On Monday, both Ventura spokesman John Wodele and Senate Majority Leader Roger Moe, DFL-Erskine, denounced Sviggum's actions -- or lack thereof.

With the adjournment deadline approaching, Sviggum acknowledged that a special session now appears likely, but he blamed Senate leadership for the slow pace on the bill.

"The person that thinks that politics is being played would place it upon Roger Moe and the Senate, not upon the House," Sviggum said.

The health and human services bill funds a number of state agencies for the next two years. If a bill isn't approved, the agencies face a possible shutdown by July 1, the start of the next fiscal year. Hanging in the balance are programs for the elderly, pay increases to nursing home workers, child immunizations, welfare-to-work programs and dozens - if not hundreds - of others.
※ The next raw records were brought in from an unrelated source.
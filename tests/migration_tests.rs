//! End-to-End Migration Tests
//!
//! Drives complete legacy configurations from tests/fixtures through format
//! detection, migration, and schema assembly, and checks the shape of the
//! emitted schema documents.

use serde_json::{json, Value};

use docket_schemas::{
    assemble_schemas, is_legacy_format, is_schema_format, migrate_config_document,
    migrate_if_legacy, migrate_legacy_to_schema, MigrationError,
};

fn fixture(content: &str) -> Value {
    serde_json::from_str(content).unwrap()
}

// =============================================================================
// Letter: full migration with few-shot examples
// =============================================================================

#[test]
fn test_letter_fixture_is_detected_as_legacy() {
    let classes = fixture(include_str!("fixtures/legacy_letter.json"));
    assert!(is_legacy_format(&classes));
    assert!(!is_schema_format(&classes));
}

#[test]
fn test_letter_migrates_to_one_schema_document() {
    let classes = fixture(include_str!("fixtures/legacy_letter.json"));
    let migrated = migrate_legacy_to_schema(classes.as_array().unwrap()).unwrap();

    assert_eq!(migrated.len(), 1, "Should have one schema");
    let schema = &migrated[0];

    assert_eq!(schema["$schema"], json!("https://json-schema.org/draft/2020-12/schema"));
    assert_eq!(schema["$id"], json!("letter"));
    assert_eq!(schema["x-docket-document-type"], json!("letter"));
    assert_eq!(schema["type"], json!("object"));
    assert_eq!(
        schema["description"],
        json!("A formal written correspondence with sender and recipient addresses")
    );
    assert_eq!(
        schema["properties"]["sender_name"],
        json!({"type": "string", "description": "The name of the person who sent the letter"})
    );
    assert_eq!(
        schema["properties"]["recipient_name"],
        json!({"type": "string", "description": "The name of the person receiving the letter"})
    );
}

#[test]
fn test_letter_examples_carry_prompts_and_extracted_values() {
    let classes = fixture(include_str!("fixtures/legacy_letter.json"));
    let migrated = migrate_legacy_to_schema(classes.as_array().unwrap()).unwrap();
    let examples = migrated[0]["examples"].as_array().unwrap();

    assert_eq!(examples.len(), 2, "Should have 2 examples");

    // first example: key-value pairs harvested from prose
    let example1 = &examples[0];
    assert_eq!(example1["name"], json!("Letter1"));
    assert_eq!(
        example1["x-docket-class-prompt"],
        json!("This is an example of the class 'letter'")
    );
    assert_eq!(
        example1["x-docket-image-path"],
        json!("config_library/pattern-2/example-images/letter1.jpg")
    );
    assert!(example1.get("x-docket-attributes-prompt").is_some());
    assert_eq!(example1["sender_name"], json!("Will E. Clark"));
    assert_eq!(example1["recipient_name"], json!("The Honorable Wendell H. Ford"));
    assert_eq!(example1["date"], json!("10/31/1995"));
    assert_eq!(example1["subject"], json!(null));

    // second example: an embedded JSON block parsed whole
    let example2 = &examples[1];
    assert_eq!(example2["name"], json!("Letter2"));
    assert_eq!(example2["sender_name"], json!("William H. W. Anderson"));
    assert_eq!(example2["date"], json!("10/14/1970"));
}

#[test]
fn test_migrated_output_is_schema_format() {
    let classes = fixture(include_str!("fixtures/legacy_letter.json"));
    let migrated = migrate_if_legacy(&classes).unwrap();

    assert!(!is_legacy_format(&migrated));
    assert!(is_schema_format(&migrated));
}

#[test]
fn test_migration_is_idempotent() {
    let classes = fixture(include_str!("fixtures/legacy_letter.json"));
    let first = migrate_if_legacy(&classes).unwrap();
    let second = migrate_if_legacy(&first).unwrap();

    assert_eq!(first, second, "Re-migrating normalized output should be a no-op");
}

// =============================================================================
// Invoice: all three attribute kinds
// =============================================================================

#[test]
fn test_invoice_simple_attribute_with_overrides() {
    let classes = fixture(include_str!("fixtures/legacy_invoice.json"));
    let migrated = migrate_legacy_to_schema(classes.as_array().unwrap()).unwrap();

    assert_eq!(
        migrated[0]["properties"]["invoice_number"],
        json!({
            "type": "string",
            "description": "The invoice number",
            "x-docket-evaluation-method": "EXACT",
            "x-docket-confidence-threshold": 0.9
        })
    );
}

#[test]
fn test_invoice_group_becomes_nested_object() {
    let classes = fixture(include_str!("fixtures/legacy_invoice.json"));
    let migrated = migrate_legacy_to_schema(classes.as_array().unwrap()).unwrap();
    let vendor = &migrated[0]["properties"]["vendor"];

    assert_eq!(vendor["type"], json!("object"));
    assert_eq!(
        vendor["properties"]["vendor_name"],
        json!({"type": "string", "description": "Vendor legal name"})
    );
    assert_eq!(
        vendor["properties"]["vendor_address"],
        json!({"type": "string", "description": "Vendor mailing address"})
    );
}

#[test]
fn test_invoice_multi_item_list_builds_object_items() {
    let classes = fixture(include_str!("fixtures/legacy_invoice.json"));
    let migrated = migrate_legacy_to_schema(classes.as_array().unwrap()).unwrap();
    let line_items = &migrated[0]["properties"]["line_items"];

    assert_eq!(line_items["type"], json!("array"));
    assert_eq!(line_items["x-docket-list-item-description"], json!("One billed line"));
    assert_eq!(line_items["x-docket-evaluation-method"], json!("FUZZY"));
    assert_eq!(line_items["items"]["type"], json!("object"));
    assert_eq!(
        line_items["items"]["properties"]["amount"],
        json!({
            "type": "string",
            "description": "Line amount",
            "x-docket-evaluation-method": "NUMERIC_EXACT"
        })
    );
}

#[test]
fn test_invoice_single_item_list_keeps_original_name() {
    let classes = fixture(include_str!("fixtures/legacy_invoice.json"));
    let migrated = migrate_legacy_to_schema(classes.as_array().unwrap()).unwrap();
    let po_numbers = &migrated[0]["properties"]["po_numbers"];

    assert_eq!(
        po_numbers["items"],
        json!({
            "type": "string",
            "description": "One purchase order number",
            "x-docket-original-name": "po_number"
        })
    );
}

// =============================================================================
// Reference hoisting into $defs
// =============================================================================

#[test]
fn test_reference_chain_hoists_transitive_defs() {
    let classes = fixture(include_str!("fixtures/reference_chain.json"));
    let schemas = assemble_schemas(classes.as_array().unwrap().clone());

    // only the flagged document type produces a schema
    assert_eq!(schemas.len(), 1);
    assert_eq!(schemas[0]["$id"], json!("claim"));

    // party comes in through a direct $ref, damage through items, address
    // transitively through party's nested contact object
    let defs = schemas[0]["$defs"].as_object().unwrap();
    let names: Vec<&str> = defs.keys().map(String::as_str).collect();
    assert_eq!(names, vec!["party", "address", "damage"]);
}

#[test]
fn test_defs_carry_description_and_required() {
    let classes = fixture(include_str!("fixtures/reference_chain.json"));
    let schemas = assemble_schemas(classes.as_array().unwrap().clone());
    let party = &schemas[0]["$defs"]["party"];

    assert_eq!(party["type"], json!("object"));
    assert_eq!(party["description"], json!("A person or company named on the claim"));
    assert_eq!(party["required"], json!(["full_name"]));
}

#[test]
fn test_internal_bookkeeping_fields_are_sanitized() {
    let classes = fixture(include_str!("fixtures/reference_chain.json"));
    let schemas = assemble_schemas(classes.as_array().unwrap().clone());
    let full_name = &schemas[0]["$defs"]["party"]["properties"]["full_name"];

    assert!(full_name.get("id").is_none());
    assert!(full_name.get("name").is_none());
    assert_eq!(full_name["type"], json!("string"));
    assert_eq!(full_name["description"], json!("Legal name"));
}

#[test]
fn test_defs_never_nest_their_own_defs() {
    let classes = fixture(include_str!("fixtures/reference_chain.json"));
    let schemas = assemble_schemas(classes.as_array().unwrap().clone());

    for (name, def) in schemas[0]["$defs"].as_object().unwrap() {
        assert!(def.get("$defs").is_none(), "$defs entry '{}' should stay flat", name);
    }
}

#[test]
fn test_unflagged_classes_fall_back_to_first_as_document_type() {
    let classes = json!([
        {
            "name": "memo",
            "description": "An internal memo",
            "attributes": {"type": "object", "properties": {}, "required": []}
        },
        {
            "name": "aside",
            "description": "Never promoted",
            "attributes": {"type": "object", "properties": {}, "required": []}
        }
    ]);
    let schemas = assemble_schemas(classes.as_array().unwrap().clone());

    assert_eq!(schemas.len(), 1);
    assert_eq!(schemas[0]["$id"], json!("memo"));
    assert_eq!(schemas[0]["x-docket-document-type"], json!("memo"));
}

// =============================================================================
// Stored configuration documents
// =============================================================================

#[test]
fn test_yaml_config_document_migrates_classes_section_only() {
    let document: Value =
        serde_yaml::from_str(include_str!("fixtures/legacy_config.yaml")).unwrap();
    let migrated = migrate_config_document(&document).unwrap();

    // sibling sections survive untouched
    assert_eq!(migrated["notes"]["owner"], json!("platform-team"));
    assert_eq!(migrated["notes"]["model"], json!("default"));

    let classes = migrated["classes"].as_array().unwrap();
    assert_eq!(classes.len(), 1);
    assert_eq!(classes[0]["$id"], json!("receipt"));
    assert_eq!(
        classes[0]["properties"]["total"]["x-docket-confidence-threshold"],
        json!(0.75)
    );

    // running the migrated document through again changes nothing
    assert_eq!(migrate_config_document(&migrated).unwrap(), migrated);
}

// =============================================================================
// Validation failures
// =============================================================================

#[test]
fn test_out_of_range_threshold_fails_the_migration() {
    let classes = json!([{
        "name": "invoice",
        "description": "d",
        "attributes": [
            {"name": "total", "description": "Total", "confidence_threshold": 1.5}
        ]
    }]);
    let err = migrate_legacy_to_schema(classes.as_array().unwrap()).unwrap_err();

    match err {
        MigrationError::ThresholdOutOfRange { attribute, value } => {
            assert_eq!(attribute, "total");
            assert_eq!(value, 1.5);
        }
        other => panic!("Expected ThresholdOutOfRange, got {:?}", other),
    }
}

#[test]
fn test_invalid_evaluation_method_names_the_attribute() {
    let classes = json!([{
        "name": "invoice",
        "attributes": [
            {"name": "total", "evaluation_method": "GUESS"}
        ]
    }]);
    let err = migrate_legacy_to_schema(classes.as_array().unwrap()).unwrap_err();

    let message = err.to_string();
    assert!(message.contains("GUESS"), "message should name the bad value: {}", message);
    assert!(message.contains("total"), "message should name the attribute: {}", message);
}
The abortion provisions are at the center of the debate. The bill carries a provision requiring a woman seeking an abortion to receive specified information, then wait at least 24 hours before having the procedure, and a provision that abortion-rights supporters call a "gag rule" that keeps abortion from being discussed as a family planning option in many state-funded programs.

Abortion-rights supporters say those provisions should not be attached to the funding bill.
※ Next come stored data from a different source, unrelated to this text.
//! Schema document assembly
//!
//! The last migration stage: classes in intermediate form become standalone
//! JSON Schema documents, one per document-type class, each carrying its
//! transitively referenced component classes under `$defs`. Assembly also
//! strips internal bookkeeping fields from every property schema on the way
//! out.

use serde_json::{Map, Value};

use crate::constants::{
    ATTRIBUTES_KEY, DEFS_KEY, DESCRIPTION_KEY, EXAMPLES_KEY, ID_KEY, ITEMS_KEY, NAME_KEY,
    PROPERTIES_KEY, REQUIRED_KEY, SANITIZED_KEYS, SCHEMA_DRAFT, SCHEMA_KEY, TYPE_KEY, TYPE_OBJECT,
    X_DOCUMENT_TYPE,
};
use crate::migration::is_truthy;
use crate::migration::refs::find_referenced_classes;

/// Converts intermediate classes into finished schema documents, one per
/// document-type class, in input order. Empty input yields an empty vec.
///
/// When no class carries the document-type flag the first class is promoted
/// to sole document type, mutated in place so self references resolve
/// consistently during the walk. Promotion requires the flag to be exactly
/// `true`; reference skipping elsewhere accepts any truthy marker.
pub fn assemble_schemas(mut classes: Vec<Value>) -> Vec<Value> {
    if classes.is_empty() {
        return Vec::new();
    }

    let mut doc_type_indices: Vec<usize> = classes
        .iter()
        .enumerate()
        .filter(|(_, class)| class.get(X_DOCUMENT_TYPE) == Some(&Value::Bool(true)))
        .map(|(index, _)| index)
        .collect();

    if doc_type_indices.is_empty() {
        if let Some(first) = classes.first_mut().and_then(Value::as_object_mut) {
            first.insert(X_DOCUMENT_TYPE.to_owned(), Value::Bool(true));
        }
        doc_type_indices.push(0);
    }

    let mut schemas = Vec::with_capacity(doc_type_indices.len());
    for index in doc_type_indices {
        schemas.push(build_document(&classes[index], &classes));
    }
    schemas
}

fn build_document(doc_type_class: &Value, all_classes: &[Value]) -> Value {
    let referenced = find_referenced_classes(doc_type_class, all_classes);

    let mut defs = Map::new();
    for component in referenced {
        let def_name = component
            .get(NAME_KEY)
            .and_then(Value::as_str)
            .unwrap_or_default()
            .to_owned();

        let mut def = Map::new();
        def.insert(TYPE_KEY.to_owned(), Value::from(TYPE_OBJECT));
        def.insert(
            PROPERTIES_KEY.to_owned(),
            Value::Object(sanitized_properties(component)),
        );
        if let Some(description) = component.get(DESCRIPTION_KEY) {
            if is_truthy(Some(description)) {
                def.insert(DESCRIPTION_KEY.to_owned(), description.clone());
            }
        }
        if let Some(required) = class_required(component) {
            def.insert(REQUIRED_KEY.to_owned(), required.clone());
        }
        defs.insert(def_name, Value::Object(def));
    }

    let class_name = doc_type_class
        .get(NAME_KEY)
        .and_then(Value::as_str)
        .unwrap_or_default();

    let mut schema = Map::new();
    schema.insert(SCHEMA_KEY.to_owned(), Value::from(SCHEMA_DRAFT));
    schema.insert(ID_KEY.to_owned(), Value::from(class_name));
    schema.insert(X_DOCUMENT_TYPE.to_owned(), Value::from(class_name));
    schema.insert(TYPE_KEY.to_owned(), Value::from(TYPE_OBJECT));
    schema.insert(
        PROPERTIES_KEY.to_owned(),
        Value::Object(sanitized_properties(doc_type_class)),
    );

    if let Some(description) = doc_type_class.get(DESCRIPTION_KEY) {
        if is_truthy(Some(description)) {
            schema.insert(DESCRIPTION_KEY.to_owned(), description.clone());
        }
    }
    if let Some(required) = class_required(doc_type_class) {
        schema.insert(REQUIRED_KEY.to_owned(), required.clone());
    }
    if let Some(examples) = doc_type_class.get(EXAMPLES_KEY) {
        if is_truthy(Some(examples)) {
            schema.insert(EXAMPLES_KEY.to_owned(), examples.clone());
        }
    }
    if !defs.is_empty() {
        schema.insert(DEFS_KEY.to_owned(), Value::Object(defs));
    }

    Value::Object(schema)
}

/// The class's `attributes.properties` entries, each sanitized; empty when
/// the class has no well-formed properties map.
fn sanitized_properties(class: &Value) -> Map<String, Value> {
    class
        .get(ATTRIBUTES_KEY)
        .and_then(|attributes| attributes.get(PROPERTIES_KEY))
        .and_then(Value::as_object)
        .map(|properties| {
            properties
                .iter()
                .map(|(name, property)| (name.clone(), sanitize_property_schema(property)))
                .collect()
        })
        .unwrap_or_default()
}

fn class_required(class: &Value) -> Option<&Value> {
    let required = class
        .get(ATTRIBUTES_KEY)
        .and_then(|attributes| attributes.get(REQUIRED_KEY))?;
    is_truthy(Some(required)).then_some(required)
}

/// Recursively strips internal bookkeeping keys (`id`, `name`) from a
/// property schema, descending through `items` and nested `properties`.
/// Non-object values pass through untouched.
pub fn sanitize_property_schema(property: &Value) -> Value {
    let Some(obj) = property.as_object() else {
        return property.clone();
    };

    let mut sanitized = Map::new();
    for (key, value) in obj {
        if SANITIZED_KEYS.contains(&key.as_str()) {
            continue;
        }
        sanitized.insert(key.clone(), value.clone());
    }

    if let Some(items) = sanitized.get(ITEMS_KEY) {
        let cleaned = sanitize_property_schema(items);
        sanitized.insert(ITEMS_KEY.to_owned(), cleaned);
    }

    if let Some(nested) = sanitized.get(PROPERTIES_KEY).and_then(Value::as_object) {
        let cleaned: Map<String, Value> = nested
            .iter()
            .map(|(name, value)| (name.clone(), sanitize_property_schema(value)))
            .collect();
        sanitized.insert(PROPERTIES_KEY.to_owned(), Value::Object(cleaned));
    }

    Value::Object(sanitized)
}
Carrying a dog-eared copy of the bill, Sviggum, an abortion opponent, said he received the "engrossed version" of the measure at 10:45 Saturday morning. The engrossed version includes the official accounting of the 24 amendments that were included in the final House bill. Sviggum acknowledged it was the first time he has read the entire engrossed version of a bill, but said he was doing so not to stall the process but because of the Senate's action.

Sviggum said the state Constitution, state law and the rules of the House are clear that he must sign the bill, but require only that it be done in a reasonable period, with no specific time limit.

The stalemate has frustrated Moe, an abortion-rights supporter whose chamber was narrowly tipped toward abortion opponents in the last election, changing the complexion of abortion politics in both chambers.

"[Sviggum], on behalf of the Republicans, is singlehandedly heading us toward a shutdown of government. That's really tragic," Moe said. "I think it's unconscionable that one person would be willing to risk all of that and the meaningful changes in those bills all because of abortion language that's controversial and could be dealt with separately."

Criticism by Wodele

Wodele reiterated Monday that the governor adamantly opposes the abortion language and will veto the bill as soon as it reaches his desk.

"Every minute that bill sits in the speaker's office is a minute toward disaster," Wodele said. "At this point we are the victims of this legislative game-playing. It surely does not bode well for the integrity of the system."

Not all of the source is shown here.